On Fri, 22 May 2026 09:47:16 GMT, Serguei Spitsyn <[email protected]> wrote:

>> This change fixes a long standing performance issue related to the debugger 
>> single stepping that is using JVMTI `FramePop` events as a part of step over 
>> handling. The performance issue is that the target thread continues its 
>> execution in very slow `interp-only` mode in a context of frame marked for 
>> `FramePop` notification with the JVMTI `NotifyFramePop`. It includes other 
>> method calls recursively upon a return from the frame.
>> 
>> This fix is to avoid enforcing the `interp-only` execution mode for threads 
>> when `FramePop` events are enabled with the JVMTI 
>> `SetEventNotificationMode()`. Instead, the target frame has been deoptimized 
>> and kept interpreted by disabling `OSR` optimization by the function 
>> `InterpreterRuntime::frequency_counter_overflow_inner()`. (Big thanks to 
>> @fisk for this suggestion!) Additionally, some tweaks are applied in several 
>> places where the `java_thread->is_interp_only_mode()` is checked.
>> The other details will be provided in the first PR request comment.
>> 
>> Testing:
>>  - test `serviceability/jvmti/vthread/ThreadStateTest` was updated to 
>> provide some extra test coverage
>>  - submitted mach5 tiers 1-6
>> 
>> - [x] I confirm that I make this contribution in accordance with the 
>> [OpenJDK Interim AI Policy](https://openjdk.org/legal/ai).
>
> Serguei Spitsyn has updated the pull request incrementally with one 
> additional commit since the last revision:
> 
>   review: 1. Add asserts, rem comment 2. Remove can_generate_frame_pop_events 
> from can_generate_interpreter_events

This is expected.
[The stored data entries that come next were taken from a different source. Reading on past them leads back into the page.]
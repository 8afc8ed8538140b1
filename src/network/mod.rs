//! Protocol link seam between the session core and the transport.
//!
//! A link is bound to exactly one connection attempt. Requests are
//! fire-and-forget; results come back later through the `Game::process_*`
//! entry points on the same event loop.

pub mod loopback;

use crate::game::types::{Direction, Outfit, Position};

/// Credentials and endpoint for one world login.
#[derive(Debug, Clone, PartialEq, Eq)]
pub struct LoginRequest {
    pub account: String,
    pub password: String,
    pub host: String,
    pub port: u16,
    pub character: String,
}

/// Every request the session core can forward to the server.
#[derive(Debug, Clone, PartialEq, Eq)]
pub enum ClientRequest {
    Logout,
    Walk(Direction),
    /// Cardinal directions only.
    Turn(Direction),
    LookAt {
        position: Position,
        thing_id: u32,
        stackpos: u8,
    },
    UseItem {
        position: Position,
        thing_id: u32,
        stackpos: u8,
        index: u8,
    },
    RotateItem {
        position: Position,
        thing_id: u32,
        stackpos: u8,
    },
    /// `creature_id == 0` cancels the current attack.
    Attack { creature_id: u32 },
    /// `creature_id == 0` cancels the current follow.
    Follow { creature_id: u32 },
    Talk {
        channel_type: u8,
        channel_id: u16,
        receiver: String,
        message: String,
    },
    InviteToParty { creature_id: u32 },
    GetOutfit,
    SetOutfit(Outfit),
    AddVip { name: String },
    RemoveVip { player_id: u32 },
}

/// Errors a transport reports through `Game::process_connection_error`.
#[derive(Debug, thiserror::Error)]
pub enum LinkError {
    #[error("end of stream")]
    Eof,

    #[error("connection refused by {host}:{port}")]
    Refused { host: String, port: u16 },

    #[error("connection timed out")]
    TimedOut,

    #[error("protocol violation: {0}")]
    Protocol(String),

    #[error("I/O error: {0}")]
    Io(#[from] std::io::Error),
}

impl LinkError {
    /// Ordinary stream termination, which is not worth reporting to the UI.
    pub fn is_eof(&self) -> bool {
        match self {
            LinkError::Eof => true,
            LinkError::Io(e) => e.kind() == std::io::ErrorKind::UnexpectedEof,
            _ => false,
        }
    }
}

/// Transport collaborator owned by the session for one connection attempt.
pub trait ProtocolLink {
    fn login(&mut self, request: &LoginRequest);

    fn send(&mut self, request: ClientRequest);

    fn disconnect(&mut self);
}

/// Creates a fresh link for every login attempt.
pub trait LinkFactory {
    fn create(&mut self) -> Box<dyn ProtocolLink>;
}

impl<F> LinkFactory for F
where
    F: FnMut() -> Box<dyn ProtocolLink>,
{
    fn create(&mut self) -> Box<dyn ProtocolLink> {
        self()
    }
}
In the 
[IDEA-292196](https://youtrack.jetbrains.com/issue/IDEA-292196) example the 
debugger is going to single step into foo(). Once in foo() it will turn off 
single stepping and do a NotifyFramePop on foo(). The FramePop is the signal to 
enable single stepping again, so for most of this test runs with single 
stepping disabled. However, the NotifyFramePop on foo() forces foo() to be 
interpreted, which is why it runs slow. Thsi PR does not get rid of the 
requirement that NotifyFramePop be interpreted. The fix is that the whole 
thread no longer has to be interpreted, ust the NotifyFramePop frame. You do 
see a bit of a speedup though since increment() is compiled.

In the 2nd example given above, foo() just calls foo2(), which is where all the 
work is done. So foo() is interpreted, but foo2() can be compiled. Since all 
the work is done in foo2(), it runs in 3ms.